If you don’t believe me, all you have to do is drop by one of the foreigner-frequented Starbucks in the upscale Greenbelt mall and watch interracial couples pass by the dozen. Some of them look like typical couples while some have crossed that line into the unconventional. But, truth be told, these Filipino-foreigner couples always get a second glance from the gossips who delight in speculating about strangers' romantic lives.

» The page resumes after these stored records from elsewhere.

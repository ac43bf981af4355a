use aperture::aperture_scene::Triangle;
use glam::Vec3;

/// Small mixed-material scene in front of the default camera.
pub fn demo_scene() -> Vec<Triangle> {
    vec![
        // Floor
        Triangle::diffuse(
            [
                Vec3::new(-8.0, -1.5, -1.0),
                Vec3::new(8.0, -1.5, -1.0),
                Vec3::new(0.0, -1.5, -20.0),
            ],
            Vec3::new(0.7, 0.7, 0.7),
        ),
        // Back wall
        Triangle::diffuse(
            [
                Vec3::new(-8.0, -1.5, -12.0),
                Vec3::new(8.0, -1.5, -12.0),
                Vec3::new(0.0, 8.0, -12.0),
            ],
            Vec3::new(0.6, 0.3, 0.3),
        ),
        // Brushed metal panel
        Triangle::metal(
            [
                Vec3::new(-3.0, -1.5, -6.0),
                Vec3::new(-1.0, -1.5, -6.0),
                Vec3::new(-2.0, 1.0, -6.5),
            ],
            Vec3::new(0.9, 0.85, 0.7),
            0.15,
        ),
        // Glass shard
        Triangle::dielectric(
            [
                Vec3::new(1.0, -1.5, -5.0),
                Vec3::new(3.0, -1.5, -5.0),
                Vec3::new(2.0, 1.0, -5.5),
            ],
            Vec3::new(0.95, 0.95, 1.0),
        ),
        // Area light overhead
        Triangle::light(
            [
                Vec3::new(-2.0, 4.0, -4.0),
                Vec3::new(2.0, 4.0, -4.0),
                Vec3::new(0.0, 4.0, -9.0),
            ],
            Vec3::new(1.0, 0.95, 0.9),
            5.0,
        ),
    ]
}
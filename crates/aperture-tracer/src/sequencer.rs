use std::time::SystemTime;

use aperture_camera::Camera;
use aperture_layout::{ComputeParams, TileOutput};
use aperture_scene::GeometryStore;
use glam::{UVec2, Vec3};
use rayon::iter::{IntoParallelRefIterator, ParallelIterator};

use crate::accumulator::{background_tile, trace_tile, AccumulatorConfig};
use crate::tile::TileGrid;

#[derive(Clone, Debug)]
pub struct Timer {
    start: SystemTime,
}

impl Default for Timer {
    fn default() -> Self {
        Timer::new()
    }
}

impl Timer {
    pub fn new() -> Self {
        Timer {
            start: SystemTime::now(),
        }
    }

    pub fn elapsed(&self) -> f32 {
        self.start.elapsed().unwrap_or_default().as_secs_f32()
    }

    pub fn reset(&mut self) {
        self.start = SystemTime::now();
    }
}

/// Host-observed change flags for one frame.
#[derive(Debug, Clone, Copy, Default)]
pub struct FrameInputs {
    pub camera_changed: bool,
    pub geometry_changed: bool,
    pub reset_requested: bool,
}

impl FrameInputs {
    fn triggers_reset(&self) -> bool {
        self.camera_changed || self.geometry_changed || self.reset_requested
    }
}

#[derive(Debug, Clone, Copy, PartialEq, Eq)]
pub struct FrameReport {
    pub frame_index: u32,
    pub reset: bool,
    pub tiles_traced: u32,
    pub tiles_culled: u32,
    pub tiles_at_cap: u32,
    pub samples_merged: u64,
}

/// Advances the monotonic frame index, snapshots per-frame parameters,
/// applies the reset policy, dispatches one accumulation task per tile and
/// merges the results after the frame barrier.
pub struct FrameSequencer {
    frame_index: u32,
    timer: Timer,
    config: AccumulatorConfig,
}

struct TileJob {
    tile_idx: u32,
    rect: (UVec2, UVec2),
    culled: bool,
}

impl FrameSequencer {
    pub fn new(config: AccumulatorConfig) -> Self {
        Self {
            frame_index: 0,
            timer: Timer::new(),
            config,
        }
    }

    pub fn frame_index(&self) -> u32 {
        self.frame_index
    }

    pub fn config(&self) -> &AccumulatorConfig {
        &self.config
    }

    /// Immutable snapshot of everything an accumulation task reads this
    /// frame. Tasks only ever see this copy, never live camera or scene
    /// state.
    pub fn build_params(
        &self,
        scene: &GeometryStore,
        camera: &Camera,
        resolution: UVec2,
        frame_index: u32,
    ) -> ComputeParams {
        let matrices = camera.matrices();
        let lens = camera.lens();

        ComputeParams {
            time: self.timer.elapsed(),
            _padding0: 0.0,
            resolution: resolution.as_vec2().to_array(),
            frame_index,
            sample_count: self.config.max_samples_per_tile,
            _padding1: [0; 2],
            camera_position: matrices.inv_view.w_axis.truncate().to_array(),
            _padding2: 0.0,
            view_matrix: matrices.view.to_cols_array_2d(),
            inv_view_matrix: matrices.inv_view.to_cols_array_2d(),
            projection_matrix: matrices.projection.to_cols_array_2d(),
            fov_y: camera.get_fov().to_radians(),
            fov_x: camera.fov_x(),
            lens_radius: lens.radius,
            focal_distance: lens.focal_distance,
            aberration_sph: lens.spherical,
            aberration_cyl: lens.cylindrical,
            aberration_axis: lens.axis,
            active_triangle_count: scene.triangle_count() as u32,
        }
    }

    pub fn advance_frame(
        &mut self,
        scene: &GeometryStore,
        camera: &Camera,
        grid: &mut TileGrid,
        inputs: FrameInputs,
    ) -> FrameReport {
        self.frame_index += 1;
        let frame_index = self.frame_index;

        let reset = inputs.triggers_reset();
        if reset {
            log::debug!(
                "frame {frame_index}: reset (camera: {}, geometry: {}, explicit: {})",
                inputs.camera_changed,
                inputs.geometry_changed,
                inputs.reset_requested
            );
            grid.reset_all();
        }

        let params = self.build_params(scene, camera, grid.resolution(), frame_index);
        let matrices = camera.matrices();
        grid.update_bounds(&(matrices.projection * matrices.view).inverse());

        let frustum = camera.frustum();
        let lens_camera = camera.lens_camera();

        // Partition the frame's work: every tile is owned by exactly one job,
        // tiles already at the sample cap are left untouched.
        let mut jobs = Vec::with_capacity(grid.tile_count());
        let mut tiles_at_cap = 0u32;
        for tile_idx in 0..grid.tile_count() as u32 {
            let rect = grid.pixel_rect(tile_idx);
            let pixels = (rect.1 - rect.0).element_product();
            let record = grid.record(tile_idx);

            if record.sample_count >= self.config.max_samples_per_tile * pixels {
                tiles_at_cap += 1;
                continue;
            }

            let culled = !frustum.contains_aabb(
                Vec3::from(record.min_bounds),
                Vec3::from(record.max_bounds),
            );
            jobs.push(TileJob {
                tile_idx,
                rect,
                culled,
            });
            grid.begin_tracing(tile_idx);
        }

        let triangles = scene.packed();
        let config = &self.config;
        let run = |job: &TileJob| -> (u32, TileOutput) {
            let output = if job.culled {
                background_tile(job.rect, config)
            } else {
                trace_tile(job.rect, &params, &lens_camera, triangles, config)
            };
            (job.tile_idx, output)
        };

        let outputs: Vec<(u32, TileOutput)> = if self.config.parallel {
            jobs.par_iter().map(run).collect()
        } else {
            jobs.iter().map(run).collect()
        };

        // Frame barrier: every task above has completed before any merge
        // below runs, and the next frame cannot start until this call
        // returns the grid.
        let mut samples_merged = 0u64;
        let mut tiles_culled = 0u32;
        for (tile_idx, output) in &outputs {
            grid.merge(*tile_idx, output);
            samples_merged += output.sample_count as u64;
        }
        for job in &jobs {
            if job.culled {
                tiles_culled += 1;
            }
        }

        let report = FrameReport {
            frame_index,
            reset,
            tiles_traced: jobs.len() as u32 - tiles_culled,
            tiles_culled,
            tiles_at_cap,
            samples_merged,
        };
        log::debug!(
            "frame {frame_index}: {} traced, {} culled, {} at cap, {} samples merged",
            report.tiles_traced,
            report.tiles_culled,
            report.tiles_at_cap,
            report.samples_merged
        );
        report
    }
}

Despite the occasional jeers, perhaps some of these gossip girls and folks just want a Caucasian man (or woman) to call their own. We all know someone who knows somebody who knows a foreigner. Talk to any relative of yours who has a co-worker whose cousin's brother-in-law's friend knows some Irish man who's looking for a Filipina date. It's a long shot, but let them set you up on a blind date and see where it goes. If that doesn't work, there's always online dating.
At first glance, a Filipino dating a foreigner seems strange. Some Filipinos would either consider you lucky or odd if you're dating a white, black or Latin man. Others would even see striking similarities between going out with a Caucasian and winning the lottery, but that perception couldn’t be any farther from the truth. As someone who went a step further and actually married an Italian man, I can tell you that it’s just like a walk in the park – the Jurassic Park.
So that you don't go around cultivating strange (and false) ideas, let me enlighten you to some struggles and misconceptions that only a Filipina dating or marrying a foreigner will understand:
1. Food is such a big deal to us Filipinos that it sometimes seems as if we're always so consumed by thoughts of what to eat and where. If you find yourself scoffing at this, get back to me when you're actually living with your white loverboy, eating salad instead of lechon kawali (crispy pork fried to arteries-clogging perfection) for breakfast. All is well when you're on a date with your Italian lover or Arabian amour, and he takes you to fancy restaurants to impress you. That is, until you actually live with him and find out that all he wants to have for breakfast is a shot of espresso. You, on the other hand, want to wolf down a plate of tapsilog (sliced beef over rice, with fried egg) which, in turn, makes him nauseous just looking at it.
I have always considered myself well-adjusted having spent ten or so years working in a cruise ship surrounded by a lot of different nationalities, but still, this experience did little to dampen the shock I experienced when I first moved to Italy. I love Pizza Hut as much as the next Filipino, but I can't down a family-sized pizza in one sitting the way Italians do.